//! CLI entry and dispatch.

use anyhow::Result;
use clap::Parser;
use unveil_core::interrupt;
use unveil_core::source::TextSource;

mod commands;

#[derive(Parser)]
#[command(name = "unveil")]
#[command(version)]
#[command(about = "Reveal text in the terminal one line at a time")]
#[command(args_conflicts_with_subcommands = true)]
struct Cli {
    #[command(subcommand)]
    command: Option<Commands>,

    /// Text file to reveal (`-` reads stdin). Without it, paste the text
    #[arg(value_name = "FILE")]
    file: Option<String>,

    #[command(flatten)]
    view: ViewArgs,
}

/// View flags; each one overrides the config file for this session.
#[derive(clap::Args, Debug, Clone, Default)]
pub struct ViewArgs {
    /// Right-to-left text direction
    #[arg(long)]
    pub rtl: bool,

    /// Render lines as markdown
    #[arg(long)]
    pub markup: bool,

    /// Dim everything except the current line
    #[arg(long)]
    pub focus: bool,

    /// Start in the fullscreen surface
    #[arg(long)]
    pub fullscreen: bool,
}

#[derive(clap::Subcommand)]
enum Commands {
    /// Print the lines a text would be revealed as, one per line
    Lines {
        /// Text file (`-` reads stdin)
        #[arg(value_name = "FILE")]
        file: String,
    },

    /// Reveal a number of lines and print the result
    Print {
        /// Text file (`-` reads stdin)
        #[arg(value_name = "FILE")]
        file: String,

        /// Number of lines to reveal (default: all)
        #[arg(long, value_name = "N")]
        steps: Option<usize>,
    },

    /// Manage configuration
    Config {
        #[command(subcommand)]
        command: ConfigCommands,
    },
}

#[derive(clap::Subcommand)]
enum ConfigCommands {
    /// Show the path to the config file
    Path,
    /// Initialize a default config file (if not present)
    Init,
    /// Generate a fresh config from Rust defaults
    Generate,
}

pub fn run() -> Result<()> {
    let cli = Cli::parse();

    interrupt::init()?;

    match cli.command {
        None => commands::read::run(cli.file.as_deref(), &cli.view),
        Some(Commands::Lines { file }) => commands::lines::run(&TextSource::from_arg(&file)),
        Some(Commands::Print { file, steps }) => {
            commands::print::run(&TextSource::from_arg(&file), steps)
        }
        Some(Commands::Config { command }) => match command {
            ConfigCommands::Path => {
                commands::config::path();
                Ok(())
            }
            ConfigCommands::Init => commands::config::init(),
            ConfigCommands::Generate => commands::config::generate(),
        },
    }
}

☆ ☆ ☆ ☆ ☆ ☆ ☆

Show each line of the material where the word "Generate" occurs.

▸ RESULT OF THIS TASK:
    /// Generate a fresh config from Rust defaults
    Generate,
            ConfigCommands::Generate => commands::config::generate(),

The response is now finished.